Teavm-libgdx's existence motivated this ticket in the backlog. We're always eager to explore solutions that might give us more mobility and aligns better with our goals, even if there are limitations like you mentioned.
Anyway, thanks for taking the time to reply!
it won't ever support reflection.
@konsoletyper Not even a "reflection cache", similar to how libgdx deals with reflection in their GWT backend?
While I think that the hotspot optimization weaving we do wouldn't carry over to javascript, artemis-odb also does bytecode weaving w.r.t. injecting system profiling and rewriting component types (to cut back on boilerplate, mostly). These would be neat if they were supported when building for the web too, but it's impossible with GWT due to it parsing source and not bytecode.
Anyway, very interesting project - I hope teavm catches on!
@junkdog what do you exactly mean for reflection? Examining classes, fields, methods and annotations in possible. Method.invoke
is not possible, without explicit list of methods that are possible to call, which, AFAIR, is similar to libGDX. Also note, that TeaVM CPS generator builds call graph to find methods which need to be split for async invocation. With Method.invoke, when everything can be called, you end up with async explosion, when every call of every method will be claimed as async and therefore split. This leads so significant performance degradation and bloating of the generated JavaScript.
It's for our dependency injection mechanism during initialization: I only want to scan classes and set field values, there are no dynamic method invocations going on - does that mean we're spared the async?
We could rewrite it to be compile-time instead (and it might make sense, if we can rely on bytecode all the way), but it'd break some edge case features; and realistically, we'd still need to provide a reflection-based fallback.
@junkdog What do we use reflection for anyway, obtaining instances during pooling, events, what else? Pretty sure if we really want to we can get this working with similar gotcha's as with GWT, though I wonder if it isn't going to be just as exotic a solution.
I assume entity instancing (via reflection) might also be an issue?

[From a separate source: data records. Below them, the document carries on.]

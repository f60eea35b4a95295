//! Canonical payload encoding, version 1.
//!
//! Both endpoints sign and verify over these bytes, so the format is part of
//! the wire protocol and any change to it is a new protocol version:
//!
//! - compact JSON: no whitespace, `,` between members and `:` after keys
//! - keys in alphabetical order: `actionType`, `quantity`, `subjectId`, `transactionId`
//! - `quantity` as a plain base-10 integer, at most 2^53 - 1
//! - strings in UTF-8; only `"`, `\` and U+0000..=U+001F are escaped
//!   (`\b \f \n \r \t` short forms, lowercase `\u00xx` otherwise).
//!   Everything else, including U+007F and all non-ASCII, is emitted raw
//!
//! The received body's byte layout is never trusted: the verifier rebuilds
//! these bytes from the parsed fields.

use crate::models::RewardEvent;
use serde::Serialize;
use serde_json::{Map, Value};

/// Largest quantity every JSON runtime represents exactly (2^53 - 1)
pub const MAX_CANONICAL_QUANTITY: u64 = (1 << 53) - 1;

/// Error returned when an event cannot be put in canonical form
#[derive(Debug, Clone, PartialEq, Eq, thiserror::Error)]
pub enum EncodingError {
    #[error("quantity {0} exceeds the largest exactly representable integer (2^53 - 1)")]
    QuantityOutOfRange(u64),

    #[error("payload must be a JSON object")]
    NotAnObject,

    #[error("missing field `{0}`")]
    MissingField(&'static str),

    #[error("field `{field}` must be {expected}")]
    InvalidField {
        field: &'static str,
        expected: &'static str,
    },

    #[error("unexpected field `{0}`")]
    UnexpectedField(String),

    #[error("serialization failed: {0}")]
    Serialization(String),
}

// Declaration order is the canonical key order.
#[derive(Serialize)]
struct CanonicalFields<'a> {
    #[serde(rename = "actionType")]
    action_type: &'a str,
    quantity: u64,
    #[serde(rename = "subjectId")]
    subject_id: &'a str,
    #[serde(rename = "transactionId")]
    transaction_id: &'a str,
}

/// Canonical bytes of `event`
pub fn canonicalize(event: &RewardEvent) -> Result<Vec<u8>, EncodingError> {
    if event.quantity > MAX_CANONICAL_QUANTITY {
        return Err(EncodingError::QuantityOutOfRange(event.quantity));
    }

    let fields = CanonicalFields {
        action_type: &event.action_type,
        quantity: event.quantity,
        subject_id: &event.subject_id,
        transaction_id: &event.transaction_id,
    };

    serde_json::to_vec(&fields).map_err(|e| EncodingError::Serialization(e.to_string()))
}

/// Rebuild an event from an untyped JSON payload, with precise errors for
/// every field that cannot be represented canonically.
pub fn event_from_value(value: &Value) -> Result<RewardEvent, EncodingError> {
    let object = value.as_object().ok_or(EncodingError::NotAnObject)?;

    if let Some(unexpected) = object.keys().find(|key| {
        !matches!(
            key.as_str(),
            "transactionId" | "subjectId" | "quantity" | "actionType"
        )
    }) {
        return Err(EncodingError::UnexpectedField(unexpected.clone()));
    }

    let quantity = match object.get("quantity") {
        None => return Err(EncodingError::MissingField("quantity")),
        Some(Value::Number(n)) => n.as_u64().ok_or(EncodingError::InvalidField {
            field: "quantity",
            expected: "a non-negative integer",
        })?,
        Some(_) => {
            return Err(EncodingError::InvalidField {
                field: "quantity",
                expected: "a non-negative integer",
            });
        }
    };

    Ok(RewardEvent {
        transaction_id: string_field(object, "transactionId")?,
        subject_id: string_field(object, "subjectId")?,
        quantity,
        action_type: string_field(object, "actionType")?,
    })
}

/// Canonical bytes of an untyped JSON payload
pub fn canonicalize_value(value: &Value) -> Result<Vec<u8>, EncodingError> {
    canonicalize(&event_from_value(value)?)
}

fn string_field(object: &Map<String, Value>, field: &'static str) -> Result<String, EncodingError> {
    match object.get(field) {
        None => Err(EncodingError::MissingField(field)),
        Some(Value::String(s)) => Ok(s.clone()),
        Some(_) => Err(EncodingError::InvalidField {
            field,
            expected: "a string",
        }),
    }
}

Probably... meh, but, yeah - we do have some constructor invocation happening reflexively, I guess those may be a cause for concern?
@DaanVanYperen @junkdog can code that uses reflection be separated into a service that has the reflection-based implementation in JVM and the code generated implementation in TeaVM or GWT?
A lot could be, not sure everything fits the bill though. Worth investigating, want to have a reflection-free approach on android anyway - but the ROI is pretty small, so it was put on hold.
That's basically how it works now. We have a bridge that handles all the reflection calls. Our GWT reflection is based on the LibGDX implementation of a (pre-compile?) generated static reflection cache.
Re-open if we ever find ourselves with time! Aggressive backlog grooming!